- Activity -
If a line of the records contains the word "provider", list it.

=-=-=-=-=

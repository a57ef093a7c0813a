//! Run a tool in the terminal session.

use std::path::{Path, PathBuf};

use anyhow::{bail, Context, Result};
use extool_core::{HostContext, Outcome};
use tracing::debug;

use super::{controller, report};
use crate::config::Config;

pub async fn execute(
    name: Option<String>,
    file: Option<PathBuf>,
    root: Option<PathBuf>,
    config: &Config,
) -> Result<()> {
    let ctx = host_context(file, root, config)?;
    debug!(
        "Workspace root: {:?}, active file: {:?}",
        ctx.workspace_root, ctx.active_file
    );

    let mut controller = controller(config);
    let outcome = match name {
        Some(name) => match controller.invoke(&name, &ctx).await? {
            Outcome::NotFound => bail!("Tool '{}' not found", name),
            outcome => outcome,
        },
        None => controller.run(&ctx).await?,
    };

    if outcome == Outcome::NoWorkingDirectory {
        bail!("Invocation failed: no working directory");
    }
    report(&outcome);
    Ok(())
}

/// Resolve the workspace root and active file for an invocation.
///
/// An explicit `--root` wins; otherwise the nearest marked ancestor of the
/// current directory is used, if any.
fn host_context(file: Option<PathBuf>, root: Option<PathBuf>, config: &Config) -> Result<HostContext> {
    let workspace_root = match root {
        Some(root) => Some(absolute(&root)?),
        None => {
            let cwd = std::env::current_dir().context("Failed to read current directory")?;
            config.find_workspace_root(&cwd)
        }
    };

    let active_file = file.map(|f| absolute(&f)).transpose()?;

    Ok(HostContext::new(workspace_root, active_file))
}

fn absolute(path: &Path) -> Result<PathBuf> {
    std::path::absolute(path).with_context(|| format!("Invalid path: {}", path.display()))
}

=-=-=-=-=

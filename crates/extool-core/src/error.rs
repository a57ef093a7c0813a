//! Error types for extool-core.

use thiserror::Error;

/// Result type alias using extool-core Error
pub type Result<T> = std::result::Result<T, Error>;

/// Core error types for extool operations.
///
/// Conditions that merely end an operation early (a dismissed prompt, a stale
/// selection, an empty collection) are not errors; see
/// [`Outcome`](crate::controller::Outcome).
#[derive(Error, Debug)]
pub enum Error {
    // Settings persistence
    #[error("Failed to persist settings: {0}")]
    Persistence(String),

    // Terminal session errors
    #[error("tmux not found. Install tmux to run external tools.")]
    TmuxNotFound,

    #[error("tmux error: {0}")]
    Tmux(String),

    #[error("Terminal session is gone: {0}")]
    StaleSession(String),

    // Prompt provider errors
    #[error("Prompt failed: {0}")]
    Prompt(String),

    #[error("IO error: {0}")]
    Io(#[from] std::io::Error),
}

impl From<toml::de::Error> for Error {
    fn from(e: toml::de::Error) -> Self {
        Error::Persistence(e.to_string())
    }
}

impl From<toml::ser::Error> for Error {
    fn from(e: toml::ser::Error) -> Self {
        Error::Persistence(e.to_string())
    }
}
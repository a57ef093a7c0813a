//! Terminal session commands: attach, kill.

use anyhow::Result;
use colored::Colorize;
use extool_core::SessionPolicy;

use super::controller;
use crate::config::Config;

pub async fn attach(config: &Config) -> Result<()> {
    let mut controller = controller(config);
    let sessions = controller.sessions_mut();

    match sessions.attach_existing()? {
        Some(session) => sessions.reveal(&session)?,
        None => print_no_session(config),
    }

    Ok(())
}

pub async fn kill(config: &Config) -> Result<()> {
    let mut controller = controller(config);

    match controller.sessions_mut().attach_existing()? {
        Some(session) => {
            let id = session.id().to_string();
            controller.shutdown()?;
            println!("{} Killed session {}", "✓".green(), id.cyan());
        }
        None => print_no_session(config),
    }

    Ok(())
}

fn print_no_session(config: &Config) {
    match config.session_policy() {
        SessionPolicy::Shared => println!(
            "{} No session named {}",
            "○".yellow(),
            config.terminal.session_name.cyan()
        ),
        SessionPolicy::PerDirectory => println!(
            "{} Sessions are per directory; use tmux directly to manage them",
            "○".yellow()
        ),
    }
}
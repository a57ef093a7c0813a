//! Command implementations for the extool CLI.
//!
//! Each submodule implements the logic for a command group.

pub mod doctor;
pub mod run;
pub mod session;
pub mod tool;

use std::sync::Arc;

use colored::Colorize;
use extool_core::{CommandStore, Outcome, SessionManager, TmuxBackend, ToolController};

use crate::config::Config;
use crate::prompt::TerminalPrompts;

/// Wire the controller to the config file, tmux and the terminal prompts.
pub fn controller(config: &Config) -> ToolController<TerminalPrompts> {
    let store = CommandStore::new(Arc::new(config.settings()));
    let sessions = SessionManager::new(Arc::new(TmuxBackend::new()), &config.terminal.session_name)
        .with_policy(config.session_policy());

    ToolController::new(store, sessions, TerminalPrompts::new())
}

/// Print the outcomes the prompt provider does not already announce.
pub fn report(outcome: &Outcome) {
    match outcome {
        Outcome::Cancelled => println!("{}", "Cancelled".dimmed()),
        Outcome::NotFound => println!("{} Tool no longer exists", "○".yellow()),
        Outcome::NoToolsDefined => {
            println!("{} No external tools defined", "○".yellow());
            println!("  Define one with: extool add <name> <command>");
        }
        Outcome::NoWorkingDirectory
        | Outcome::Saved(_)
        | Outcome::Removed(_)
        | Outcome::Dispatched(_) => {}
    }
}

=-=-=-=-=

- Expected answer -
    // Prompt provider errors
/// Print the outcomes the prompt provider does not already announce.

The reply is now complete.